*Records supplied:*
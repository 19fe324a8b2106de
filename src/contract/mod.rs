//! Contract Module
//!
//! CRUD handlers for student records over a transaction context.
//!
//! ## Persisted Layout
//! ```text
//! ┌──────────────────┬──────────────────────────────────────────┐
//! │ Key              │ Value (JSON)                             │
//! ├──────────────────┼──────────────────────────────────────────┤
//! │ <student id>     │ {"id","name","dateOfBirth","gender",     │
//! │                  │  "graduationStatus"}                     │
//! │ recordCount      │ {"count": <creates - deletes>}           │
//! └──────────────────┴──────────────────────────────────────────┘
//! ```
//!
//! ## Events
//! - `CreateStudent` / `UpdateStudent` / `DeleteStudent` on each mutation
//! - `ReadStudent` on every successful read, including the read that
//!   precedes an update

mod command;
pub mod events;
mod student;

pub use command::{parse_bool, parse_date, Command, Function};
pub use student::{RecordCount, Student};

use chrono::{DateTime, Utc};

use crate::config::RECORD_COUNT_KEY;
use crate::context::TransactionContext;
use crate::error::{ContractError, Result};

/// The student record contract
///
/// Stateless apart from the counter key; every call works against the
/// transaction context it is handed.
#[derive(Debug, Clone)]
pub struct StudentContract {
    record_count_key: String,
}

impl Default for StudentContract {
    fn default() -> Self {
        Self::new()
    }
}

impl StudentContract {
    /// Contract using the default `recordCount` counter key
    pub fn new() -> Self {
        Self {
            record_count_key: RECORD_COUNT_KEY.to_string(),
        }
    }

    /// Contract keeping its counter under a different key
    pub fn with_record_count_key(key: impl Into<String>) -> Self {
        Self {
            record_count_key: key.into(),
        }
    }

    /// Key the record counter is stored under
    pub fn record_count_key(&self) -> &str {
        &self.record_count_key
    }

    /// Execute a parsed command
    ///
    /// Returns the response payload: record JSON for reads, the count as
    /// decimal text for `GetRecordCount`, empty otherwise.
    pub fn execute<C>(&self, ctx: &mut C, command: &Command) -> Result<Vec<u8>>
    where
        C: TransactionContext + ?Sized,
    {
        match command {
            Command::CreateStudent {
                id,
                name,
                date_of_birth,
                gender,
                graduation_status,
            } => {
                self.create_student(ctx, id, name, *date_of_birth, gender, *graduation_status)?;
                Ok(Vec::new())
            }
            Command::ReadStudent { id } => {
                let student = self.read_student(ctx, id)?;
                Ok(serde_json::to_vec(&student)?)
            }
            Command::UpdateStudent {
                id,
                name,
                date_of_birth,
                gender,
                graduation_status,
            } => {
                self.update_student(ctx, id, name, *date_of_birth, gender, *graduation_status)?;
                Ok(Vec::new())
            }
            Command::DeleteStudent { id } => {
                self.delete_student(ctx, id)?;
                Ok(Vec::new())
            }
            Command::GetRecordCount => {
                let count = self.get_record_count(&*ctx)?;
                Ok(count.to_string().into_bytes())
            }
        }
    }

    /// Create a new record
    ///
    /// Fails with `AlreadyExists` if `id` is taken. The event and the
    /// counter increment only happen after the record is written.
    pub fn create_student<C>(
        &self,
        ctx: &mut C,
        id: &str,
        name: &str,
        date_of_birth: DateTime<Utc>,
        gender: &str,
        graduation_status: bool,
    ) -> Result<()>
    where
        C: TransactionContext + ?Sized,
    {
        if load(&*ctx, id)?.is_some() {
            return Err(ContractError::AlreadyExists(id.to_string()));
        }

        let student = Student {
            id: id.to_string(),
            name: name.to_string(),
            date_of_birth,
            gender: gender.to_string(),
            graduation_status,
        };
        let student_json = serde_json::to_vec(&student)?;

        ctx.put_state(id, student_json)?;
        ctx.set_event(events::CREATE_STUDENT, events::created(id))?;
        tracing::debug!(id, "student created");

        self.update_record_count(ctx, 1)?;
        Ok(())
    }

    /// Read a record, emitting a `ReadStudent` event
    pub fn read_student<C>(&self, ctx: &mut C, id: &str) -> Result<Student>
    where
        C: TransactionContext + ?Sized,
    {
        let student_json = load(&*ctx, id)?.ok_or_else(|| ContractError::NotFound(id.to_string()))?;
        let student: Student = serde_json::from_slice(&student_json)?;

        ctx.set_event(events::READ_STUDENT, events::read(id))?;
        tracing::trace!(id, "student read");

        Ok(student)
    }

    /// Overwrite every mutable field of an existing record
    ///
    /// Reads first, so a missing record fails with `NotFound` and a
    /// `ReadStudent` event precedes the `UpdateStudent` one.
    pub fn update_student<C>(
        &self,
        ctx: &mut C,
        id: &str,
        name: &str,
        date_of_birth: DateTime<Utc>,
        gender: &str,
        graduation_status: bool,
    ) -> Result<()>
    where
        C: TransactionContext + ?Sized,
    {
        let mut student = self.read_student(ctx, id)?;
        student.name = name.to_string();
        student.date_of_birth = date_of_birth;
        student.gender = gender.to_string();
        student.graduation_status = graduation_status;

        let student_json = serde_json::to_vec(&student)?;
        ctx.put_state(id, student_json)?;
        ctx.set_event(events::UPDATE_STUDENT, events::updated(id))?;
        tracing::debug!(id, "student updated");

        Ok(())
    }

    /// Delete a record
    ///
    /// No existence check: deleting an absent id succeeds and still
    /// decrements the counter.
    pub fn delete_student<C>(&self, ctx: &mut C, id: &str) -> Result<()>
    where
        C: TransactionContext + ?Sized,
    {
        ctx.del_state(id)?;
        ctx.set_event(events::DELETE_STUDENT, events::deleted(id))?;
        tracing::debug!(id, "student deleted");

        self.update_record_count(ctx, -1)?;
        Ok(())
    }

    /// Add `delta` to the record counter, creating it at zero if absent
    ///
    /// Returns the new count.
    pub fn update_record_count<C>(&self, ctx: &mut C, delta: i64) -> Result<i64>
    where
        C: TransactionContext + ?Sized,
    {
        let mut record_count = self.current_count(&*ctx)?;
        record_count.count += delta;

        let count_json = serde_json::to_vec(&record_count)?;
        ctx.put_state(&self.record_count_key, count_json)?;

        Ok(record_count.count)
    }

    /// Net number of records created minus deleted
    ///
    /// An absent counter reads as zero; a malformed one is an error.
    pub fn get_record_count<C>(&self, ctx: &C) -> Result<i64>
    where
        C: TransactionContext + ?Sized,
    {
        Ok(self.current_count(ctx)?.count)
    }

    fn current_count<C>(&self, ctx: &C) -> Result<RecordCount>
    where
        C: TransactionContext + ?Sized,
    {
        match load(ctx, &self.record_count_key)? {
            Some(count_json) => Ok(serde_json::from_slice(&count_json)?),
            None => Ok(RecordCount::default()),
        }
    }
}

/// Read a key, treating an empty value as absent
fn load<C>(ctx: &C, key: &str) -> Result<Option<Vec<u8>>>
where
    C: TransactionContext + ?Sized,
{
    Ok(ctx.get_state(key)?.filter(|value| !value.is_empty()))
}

*Task to complete:* Show every line of the listing containing the string "gender" by copying it.

*Answer for this exercise:*
//! │ <student id>     │ {"id","name","dateOfBirth","gender",     │
                gender,
                self.create_student(ctx, id, name, *date_of_birth, gender, *graduation_status)?;
                gender,
                self.update_student(ctx, id, name, *date_of_birth, gender, *graduation_status)?;
        gender: &str,
            gender: gender.to_string(),
        gender: &str,
        student.gender = gender.to_string();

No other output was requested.